Want to know how powerful bond between a mother and her son? The bond has been expressed on countless battlefields throughout history.
It’s been reported that in a combat zone, wounded and dying soldiers have been known to cry out for their mothers. Some of these soldiers make it back home to their mothers. Unfortunately, many die calling out for their mothers. It doesn’t matter what type of wealth we accumulate or the type of car we drive, we all revert back to children when our mother is present.
As a child, I remember that my mother used to cook really nice dinners for my brothers and me. However, I noticed that she would always eat last. After everyone else got their food, my mother fixed her plate. I finally realized she did this because she wanted to make sure my brothers and I had enough to eat.
Although I am fortunate to still have my mother, many other people I know have lost their mothers. For them, Mother’s Day’s is a sad day because they won’t be having dinner with their mothers. Instead, they are left with memories of their mothers.
So if your mother is still alive, make sure she knows how much you love her. Even if she drives you crazy with her overprotective nature, you are fortunate she loves you unconditionally.
Of course fathers are great. But a mother’s love is unlike anything else we will ever experience. She gives birth to us and teaches us about life. She is often the first person to bandage our skinned knees or to hug us when our hearts are broken for the first time. Mom is the person to comfort and tell us that we will meet that special someone someday.
Mom is also the first one to offer a hug when we fail a big test or drop a potential winning touchdown. Although we may feel like a loser, our mothers will always call us a winner. She is our biggest cheerleader. My mother’s love has always been unconditional. No matter what I have said or done to this woman, she has always forgiven me without bearing a grudge.

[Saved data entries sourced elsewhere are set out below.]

// Community subtitle library: uploads, provider links, compatibility copies

use anyhow::{Context, Result};
use serde::Serialize;
use serde_json::json;
use sqlx::SqlitePool;
use thiserror::Error;
use uuid::Uuid;

use crate::db;
use crate::models::{link_source_type, Subtitle, User, UserActivity, ROLE_ADMIN, SOURCE_COMMUNITY};
use crate::services::selection::{self, SelectionTarget};
use crate::services::storage::Storage;
use crate::services::{auth, convert, languages, votes};

pub const ALLOWED_EXTENSIONS: &[&str] = &["srt", "sub", "txt", "ass", "ssa", "vtt"];

/// Failures the web API reports with a specific status
#[derive(Error, Debug)]
pub enum LibraryError {
    #[error("Subtitle not found")]
    NotFound,
    #[error("{0}")]
    Forbidden(String),
    #[error("{0}")]
    Invalid(String),
}

pub async fn find_subtitle(pool: &SqlitePool, subtitle_id: &str) -> Result<Option<Subtitle>> {
    let subtitle = sqlx::query_as("SELECT * FROM subtitles WHERE id = ?")
        .bind(subtitle_id)
        .fetch_optional(pool)
        .await?;
    Ok(subtitle)
}

pub async fn get_subtitle(pool: &SqlitePool, subtitle_id: &str) -> Result<Subtitle> {
    find_subtitle(pool, subtitle_id)
        .await?
        .ok_or_else(|| LibraryError::NotFound.into())
}

/// Local subtitles for content in a language, best voted first
pub async fn subtitles_for_content(pool: &SqlitePool, content_id: &str, lang: &str) -> Result<Vec<Subtitle>> {
    let subtitles = sqlx::query_as(
        "SELECT * FROM subtitles WHERE content_id = ? AND language = ?
         ORDER BY votes DESC, upload_timestamp DESC",
    )
    .bind(content_id)
    .bind(lang)
    .fetch_all(pool)
    .await?;
    Ok(subtitles)
}

pub async fn top_for_hash(
    pool: &SqlitePool,
    content_id: &str,
    video_hash: &str,
    lang: &str,
) -> Result<Option<Subtitle>> {
    let subtitle = sqlx::query_as(
        "SELECT * FROM subtitles WHERE content_id = ? AND video_hash = ? AND language = ?
         ORDER BY votes DESC, upload_timestamp DESC LIMIT 1",
    )
    .bind(content_id)
    .bind(video_hash)
    .bind(lang)
    .fetch_optional(pool)
    .await?;
    Ok(subtitle)
}

pub struct NewSubtitle<'a> {
    pub content_id: &'a str,
    pub content_type: &'a str,
    pub video_hash: Option<&'a str>,
    pub language: &'a str,
    pub file_path: Option<&'a str>,
    pub uploader_id: &'a str,
    pub votes: i64,
    pub author: Option<&'a str>,
    pub version_info: Option<&'a str>,
    pub source_type: &'a str,
    pub source_metadata: Option<String>,
}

With all of the stupid things I have said and done to her, I often wonder why she even bothers loving me or even allowing me in her home. I am sure many of you feel the same. You probably have regrets about how you treated your mother. But she continues to be in your corner when you don’t deserve it. And this is why Mother’s Day is the greatest holiday of the year. It’s a time to honor this special woman with unlimited love and patience. Psychologist Erich Fromm gave an accurate description of mothers. “Mother’s love is peace. It need not be acquired, it need not be deserved.”